ADHD and Executive Function Disorder

Problems with organization, planning, inability to get things done on time or in the right order are often diagnosed as ADHD (Attention Deficit Hyperactivity Disorder), and then again sometimes referred to as EFD (Executive Function Disorder).  The question often comes up: "Aren't these the same thing?"  Well that depend on who you talk to.

You see the terms ADHD and Executive Dysfunction are now often used interchangeably. But that isn't necessarily a good thing because some of the finer points of both disorders get confused. A child, adolescent or adult might have ADHD (or sometimes it's called ADD, a leftover term from the last decade) and have problems with hyperactivity, being inattentive, procrastination, or be highly impulsive. The hyperactivity and impulsivity is common, but not always the case. Some individuals have ADHD without hyperactivity or impulsivity. These individuals have what is more commonly know as "inattentive type" of ADHD. Some may be labeled with "slow cognitive processing," a newer form of the disorder that is being defined by Dr. Russell Barley, a leader in the field. These individuals may not have any of the outward signs of symptoms that parents and teachers associate with ADHD. They don't move around, fidget at their desk, or act impulsively during class blurting out answers or simply talking out loud. Instead they can't seem to stay on-taks, focused and seldom reach a state of task completion. They may also have trouble following what is being said or red because they simply cannot stay focused. A subgroup also has problems with handwriting.

EFD, Executive Function Disorder, is often used to refer to a broader and less focused set of problems which involves a pattern of chronic difficulties with executing every day tasks 

What are Executive Tasks? And do they relate to ADHD?
Executive taks include the ability to understand the whole and analyze a task, being able to plan how you will address a task and get it done, organizing the steps you need to take to carry out a task, developing a time line for task completion and understanding how long and how much energy it will take to complete a task (without this skill we can easily drift off from what should be focused on.
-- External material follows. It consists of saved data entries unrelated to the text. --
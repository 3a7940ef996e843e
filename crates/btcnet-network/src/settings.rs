//! # Network Settings
//!
//! All knobs the engine recognizes, already parsed. The filter helpers at
//! the bottom decide which gossiped addresses are admissible; `excluded` is
//! the conjunction every pool take must satisfy.

use std::path::PathBuf;
use std::time::Duration;

use btcnet_messages::{level, service, AddressItem, Heading};

use crate::config::{Authority, Endpoint};

/// Common network configuration, properties not thread safe after start.
#[derive(Debug, Clone)]
pub struct Settings {
    /// Worker pool size.
    pub threads: u32,

    /// Protocol negotiation bounds.
    pub protocol_maximum: u32,
    pub protocol_minimum: u32,

    /// Service bits advertised by this node.
    pub services_maximum: u64,
    /// Service bits a peer must advertise.
    pub services_minimum: u64,
    /// Service bits that disqualify a peer outright.
    pub invalid_services: u64,

    /// Feature toggles.
    pub enable_address: bool,
    pub enable_alert: bool,
    pub enable_reject: bool,
    pub enable_relay: bool,
    pub enable_ipv6: bool,
    pub enable_loopback: bool,
    pub validate_checksum: bool,

    /// Network magic.
    pub identifier: u32,

    /// Connection shape.
    pub inbound_connections: u16,
    pub outbound_connections: u16,
    pub connect_batch_size: u16,

    /// Timeouts (seconds).
    pub retry_timeout_seconds: u32,
    pub connect_timeout_seconds: u32,
    pub handshake_timeout_seconds: u32,
    pub seeding_timeout_seconds: u32,

    /// Durations (minutes).
    pub channel_heartbeat_minutes: u32,
    pub channel_inactivity_minutes: u32,
    pub channel_expiration_minutes: u32,
    pub maximum_skew_minutes: u32,

    /// Host pool.
    pub host_pool_capacity: u32,

    /// Identification.
    pub user_agent: String,

    /// Host cache directory.
    pub path: PathBuf,

    /// Configured endpoints and filters.
    pub peers: Vec<Endpoint>,
    pub seeds: Vec<Endpoint>,
    pub selfs: Vec<Authority>,
    pub binds: Vec<Authority>,
    pub blacklists: Vec<Authority>,
    pub whitelists: Vec<Authority>,
}

impl Default for Settings {
    fn default() -> Self {
        Self {
            threads: 1,
            protocol_maximum: level::MAXIMUM,
            protocol_minimum: level::MINIMUM,
            services_maximum: service::NODE_NETWORK | service::NODE_WITNESS,
            services_minimum: service::NODE_NETWORK,
            invalid_services: 176,
            enable_address: false,
            enable_alert: false,
            enable_reject: false,
            enable_relay: false,
            enable_ipv6: false,
            enable_loopback: false,
            validate_checksum: false,
            identifier: 0,
            inbound_connections: 0,
            outbound_connections: 8,
            connect_batch_size: 5,
            retry_timeout_seconds: 1,
            connect_timeout_seconds: 5,
            handshake_timeout_seconds: 30,
            seeding_timeout_seconds: 30,
            channel_heartbeat_minutes: 5,
            channel_inactivity_minutes: 10,
            channel_expiration_minutes: 1440,
            maximum_skew_minutes: 120,
            host_pool_capacity: 0,
            user_agent: concat!("/btcnet:", env!("CARGO_PKG_VERSION"), "/").into(),
            path: PathBuf::new(),
            peers: Vec::new(),
            seeds: Vec::new(),
            selfs: Vec::new(),
            binds: Vec::new(),
            blacklists: Vec::new(),
            whitelists: Vec::new(),
        }
    }
}

impl Settings {
    /// Small, fast values for tests.
    pub fn for_testing() -> Self {
        Self {
            threads: 2,
            identifier: 0xbeef_cafe,
            outbound_connections: 0,
            connect_batch_size: 1,
            host_pool_capacity: 16,
            retry_timeout_seconds: 1,
            connect_timeout_seconds: 1,
            handshake_timeout_seconds: 2,
            seeding_timeout_seconds: 2,
            services_minimum: service::NONE,
            invalid_services: 0,
            ..Self::default()
        }
    }

    // Helpers.

    pub fn witness_node(&self) -> bool {
        self.services_maximum & service::NODE_WITNESS != 0
    }

    pub fn inbound_enabled(&self) -> bool {
        self.inbound_connections > 0 && !self.binds.is_empty()
    }

    pub fn outbound_enabled(&self) -> bool {
        self.outbound_connections > 0 && self.connect_batch_size > 0
    }

    pub fn advertise_enabled(&self) -> bool {
        self.enable_address && self.first_self().is_some()
    }

    pub fn maximum_payload(&self) -> usize {
        Heading::maximum_payload(self.witness_node())
    }

    pub fn first_self(&self) -> Option<Authority> {
        self.selfs.iter().find(|other| other.port != 0).copied()
    }

    pub fn retry_timeout(&self) -> Duration {
        Duration::from_secs(u64::from(self.retry_timeout_seconds))
    }

    pub fn connect_timeout(&self) -> Duration {
        Duration::from_secs(u64::from(self.connect_timeout_seconds))
    }

    pub fn channel_handshake(&self) -> Duration {
        Duration::from_secs(u64::from(self.handshake_timeout_seconds))
    }

    pub fn channel_germination(&self) -> Duration {
        Duration::from_secs(u64::from(self.seeding_timeout_seconds))
    }

    pub fn channel_heartbeat(&self) -> Duration {
        Duration::from_secs(u64::from(self.channel_heartbeat_minutes) * 60)
    }

    pub fn channel_inactivity(&self) -> Duration {
        Duration::from_secs(u64::from(self.channel_inactivity_minutes) * 60)
    }

    pub fn channel_expiration(&self) -> Duration {
        Duration::from_secs(u64::from(self.channel_expiration_minutes) * 60)
    }

    pub fn maximum_skew(&self) -> Duration {
        Duration::from_secs(u64::from(self.maximum_skew_minutes) * 60)
    }

    /// Pool size below which seeding runs.
    pub fn minimum_address_count(&self) -> usize {
        // One candidate per connector in the full outbound fan-out.
        usize::from(self.connect_batch_size) * usize::from(self.outbound_connections)
    }

    /// Path of the persisted host pool.
    pub fn hosts_file(&self) -> PathBuf {
        self.path.join("hosts.cache")
    }

    // Address filters.

    /// IPv6 address while IPv6 is disabled.
    pub fn disabled(&self, item: &AddressItem) -> bool {
        !self.enable_ipv6 && item.ip.is_ipv6()
    }

    /// Missing required service bits.
    pub fn insufficient(&self, item: &AddressItem) -> bool {
        item.services & self.services_minimum != self.services_minimum
    }

    /// Advertises a service bit configured as invalid.
    pub fn unsupported(&self, item: &AddressItem) -> bool {
        item.services & self.invalid_services != 0
    }

    pub fn blacklisted(&self, authority: &Authority) -> bool {
        self.blacklists.iter().any(|listed| listed.matches(authority))
    }

    /// With a non-empty whitelist, only listed authorities pass.
    pub fn whitelisted(&self, authority: &Authority) -> bool {
        self.whitelists.is_empty()
            || self.whitelists.iter().any(|listed| listed.matches(authority))
    }

    /// The address is one of our own.
    pub fn peered(&self, item: &AddressItem) -> bool {
        let authority = Authority::from(item);
        self.selfs.iter().any(|own| own.matches(&authority))
    }

    /// The conjunction the pool applies before storing or returning an item.
    pub fn excluded(&self, item: &AddressItem) -> bool {
        let authority = Authority::from(item);
        item.is_unspecified()
            || self.disabled(item)
            || self.insufficient(item)
            || self.unsupported(item)
            || self.peered(item)
            || self.blacklisted(&authority)
            || !self.whitelisted(&authority)
    }
}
The task may appear to have no beginning, middle and end.

Children with EFD have trouble getting assignment handed in, lose them, misplace them, do the wrong assignment, hand in the wrong assignment even when the correct one is done, have trouble organizing materials, including personal items, and can't keep their room, locker or desk clear. 

What is important to note is that one student or adult with ADHD may do very well on medication and with minimal support and coaching. Another with very similar test scores during a psychoeducational assessment may improve, but continue to have problems understanding the materials, organizing them, and perhaps even getting how to find an answer within all the materials in front of them. This student most likely has an EFD and a Learning Disability and needs very different supports and accommodations to support them in the classroom.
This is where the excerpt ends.